Finally as you ran South, the Avenues go in order from A to Z then you make a right hand turn onto Surf Avenue where you can see the roller coasters up ahead. But by mile 12, I barely had any energy. I just willed myself to continue. I knew the end was near.

Run…walk… run… walk….

Mile 13- 13.25

from FB

Soon I saw the sign that said “800 meters to go” and then I was finally on the boardwalk.

400 meters… then 200 meters.

NYRR photo

It was SO SLIPPERLY that I had to walk several times to make sure I didn’t fall.

The finish line seemed so far away but all of a sudden, the race was over.  I crossed…. (LOL… I thought I sprinted but maybe not…)

chip time= 2:21:41

Post Race Activities:

NYRR photo

I pushed through the runners finishing to get my medal and then was handed a bag with boxed water, Gatorade and some snacks.

wet but happy

I followed the crowd to exit and walked and walked to eventually get into the park/stadium.

NYRR photo

Our original plan was to hang around, go to the After Party (where you got beer, pizza, Nathan’s famous hot dogs, etc.)  and even walk along the boardwalk (dip our feet into the ocean, etc.)

Not into this weather, our friend Lisa has texted us that she would be on the bleachers where families were directed to wait (and in section R).

The sections started with A and so I limped to R and finally found her. I was soaked and FREEZING and glad to put on my rain jacket.

in hindsight I wish I had changed into a dry shirt… brrrrr

Stan had finished just after me followed by Sherry. We walked toward the exit to find them.

They both exceeded their time expectations and were cold, wet but happy, as well.

We quickly headed to the subway where we shivered for 16 stops before arriving at our hotel.

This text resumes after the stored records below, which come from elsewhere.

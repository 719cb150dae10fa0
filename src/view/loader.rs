//! Resource loaders - resolve a logical asset path to raw text
//!
//! The compositor only sees the [`ResourceLoader`] trait. Hosts plug in the
//! store their components live in: a directory on disk, an in-memory map, or
//! anything else that can answer a path.

use async_trait::async_trait;
use std::collections::HashMap;
use std::path::PathBuf;

use super::error::LoadError;
use super::{AssetKind, ResourceKey};

/// Source of raw component assets
#[async_trait]
pub trait ResourceLoader: Send + Sync {
    /// Load one asset. Absence must be reported as [`LoadError::NotFound`].
    async fn load(&self, key: &ResourceKey, kind: &AssetKind) -> Result<String, LoadError>;
}

/// Loads assets from `{root}/{logical_path}`
#[derive(Debug, Clone)]
pub struct DirLoader {
    root: PathBuf,
}

impl DirLoader {
    pub fn new(root: impl Into<PathBuf>) -> Self {
        Self { root: root.into() }
    }

    pub fn root(&self) -> &PathBuf {
        &self.root
    }
}

#[async_trait]
impl ResourceLoader for DirLoader {
    async fn load(&self, key: &ResourceKey, kind: &AssetKind) -> Result<String, LoadError> {
        let logical = key.logical_path(kind);
        // Keys are flat file names; never let one climb out of the root
        if logical.contains(&['/', '\\'][..]) || logical.contains("..") {
            return Err(LoadError::NotFound { path: logical });
        }
        let path = self.root.join(&logical);

        match tokio::fs::read_to_string(&path).await {
            Ok(text) => Ok(text),
            Err(e) if e.kind() == std::io::ErrorKind::NotFound => {
                Err(LoadError::NotFound { path: logical })
            }
            Err(source) => Err(LoadError::Io { path, source }),
        }
    }
}

/// In-memory asset store keyed by logical path
#[derive(Debug, Clone, Default)]
pub struct MemoryLoader {
    files: HashMap<String, String>,
}

impl MemoryLoader {
    pub fn new() -> Self {
        Self::default()
    }

    /// Add an asset under its logical path (e.g. `Samples.Hello.css`)
    pub fn with_file(mut self, logical_path: impl Into<String>, content: impl Into<String>) -> Self {
        self.insert(logical_path, content);
        self
    }

    pub fn insert(&mut self, logical_path: impl Into<String>, content: impl Into<String>) {
        self.files.insert(logical_path.into(), content.into());
    }
}

#[async_trait]
impl ResourceLoader for MemoryLoader {
    async fn load(&self, key: &ResourceKey, kind: &AssetKind) -> Result<String, LoadError> {
        let logical = key.logical_path(kind);
        self.files
            .get(&logical)
            .cloned()
            .ok_or(LoadError::NotFound { path: logical })
    }
}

I took the longest HOT shower ever, changed into dry clothes and bandaged up my blood blister.  We were all starved and I hoped that Lisa had found a nearby restaurant for lunch.

Luckily the food was delicious because we walked several miles in a monsoon there and back.

Then we had to shop for Stan’s birthday celebration (more walking in the rain.)

Will this day ever end?

Nope, we hopped the subway and headed to Manhattan for an recovery/celebration Italian dinner…

It was sooo delicious (sorry no pix).

Finally back to Brooklyn for dessert and champagne.

My bed that night never felt so good.

Additional Race Reflections:

Though there were timing clocks at every mile during the race, they started when the elites of wave 1 started so I really wasn’t sure how I was doing.  I kept thinking that I was about an hour less than the displayed time.

So I was really pleased at my time. I thought I would finish much slower. I knew I would not come close to my 2018 time of 2:11:23 but secretly, I wanted to finish faster than 2:27.  That was the qualifying time for my new age group for the NYC Half, Brooklyn Half and NYC Full Marathon in 2024. (I may not run them all but it’s nice to have that option.)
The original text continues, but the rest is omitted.